‘God is dead, so why should I be good? The answer is that there are no grounds whatsoever for being good….Morality then is not something handed down to Moses on Mount Sinai. It is something forged in the struggle for existence and reproduction, something fashioned by natural selection….Morality is just a matter of emotions…So morality has to come across as something that is more than emotion. It has to appear to be objective, even though really it is subjective.’
There a number of angles to respond to Ruse. Firstly, what is moral? It isn’t enough to say that evolution can make us moral, we have to ask what is good morality. Why should we consider murder to be wrong at a foundational level. As Ruse notes lion’s are often multiple murders so Darwinism doesn’t help us decide. Is morality just about social cooperation? In Hobbes state of nature every man is against every man, or with Darwinian filial affections, every tribe is against every tribe in a state of nature. But that doesn’t stop tribes fighting, whether they be football supporters, Africans or Caucasians. In a state of nature how do we determine what is moral? Darwinism could lead to family or tribal cooperation in exterminating a rival tribe, but not to good morality. Morality has to transcend human emotions to be at all real.
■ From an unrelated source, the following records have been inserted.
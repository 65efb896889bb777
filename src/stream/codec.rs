//! Newline framing codec for the streaming check response body.
//!
//! The service delivers events as UTF-8 text lines, but the HTTP layer
//! hands the body over in arbitrary chunks — a line, a multi-byte
//! character, even a single JSON token can be split across two reads.
//! `EventLineCodec` buffers raw bytes until a `\n` arrives, so a split
//! never corrupts a line: bytes only leave the buffer as part of a
//! complete segment.
//!
//! Decoding is deliberately infallible with respect to content.  Complete
//! segments are converted with [`String::from_utf8_lossy`], so malformed
//! byte sequences degrade to U+FFFD substitution instead of aborting the
//! stream.  The only error the codec can surface is an I/O error bubbled
//! up by [`tokio_util::codec::FramedRead`].
//!
//! # Usage
//!
//! Use [`EventLineCodec`] as the codec parameter for
//! [`tokio_util::codec::FramedRead`] over the response body reader.

use bytes::BytesMut;
use tokio_util::codec::Decoder;

use crate::{AppError, Result};

/// Newline framing codec with lossy UTF-8 recovery.
///
/// # Decoder
///
/// Each `\n`-terminated segment is emitted as one `String` (without the
/// terminator).  The trailing unterminated segment stays buffered until
/// its newline arrives; [`decode_eof`](Decoder::decode_eof) flushes it
/// when the stream closes mid-line.
#[derive(Debug, Default)]
pub struct EventLineCodec {
    // Index of the first byte not yet scanned for `\n`, so repeated
    // decode calls on a growing buffer stay linear in total input size.
    next_index: usize,
}

impl EventLineCodec {
    /// Create a new codec with an empty scan state.
    #[must_use]
    pub fn new() -> Self {
        Self::default()
    }

    /// Split off `len` buffered bytes plus the newline and decode them.
    fn take_line(&mut self, src: &mut BytesMut, len: usize) -> String {
        let line = src.split_to(len + 1);
        self.next_index = 0;
        String::from_utf8_lossy(&line[..len]).into_owned()
    }
}

impl Decoder for EventLineCodec {
    type Item = String;
    type Error = AppError;

    /// Decode the next complete line from `src`.
    ///
    /// Returns `Ok(None)` when `src` holds no newline yet (buffering);
    /// the partial bytes are retained for the next call.
    fn decode(&mut self, src: &mut BytesMut) -> Result<Option<Self::Item>> {
        let Some(offset) = src[self.next_index..].iter().position(|b| *b == b'\n') else {
            self.next_index = src.len();
            return Ok(None);
        };

        let len = self.next_index + offset;
        Ok(Some(self.take_line(src, len)))
    }

    /// Flush the final, unterminated segment when the stream reaches EOF.
    fn decode_eof(&mut self, src: &mut BytesMut) -> Result<Option<Self::Item>> {
        if let Some(line) = self.decode(src)? {
            return Ok(Some(line));
        }
        if src.is_empty() {
            return Ok(None);
        }

        let tail = src.split_to(src.len());
        self.next_index = 0;
        Ok(Some(String::from_utf8_lossy(&tail).into_owned()))
    }
}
Secondly, what of truth? A commitment to tell the truth is good morality. But if our genes have evolved to lie to us, then how can we know anything moral with confidence, or trust that what our genes are telling us really is the good? This is an argument for relativism and confusion in ethics. Modernism opens the door to post-modernism. Ruse would do well to read Phillip Johnson’s article
Nihilism and the End of Law"Arthur Leff had a deeper understanding of what the death of God ultimately means for man. He saw modern intellectual history as a long, losing war against the nihilism implicit in modernism’s rejection of the unevaluated evaluator who is the only conceivable source for ultimate premises. Leff rejected the nihilism implicit in modernism, but he also rejected the supernaturalism that he had identified as the only escape from nihilism.”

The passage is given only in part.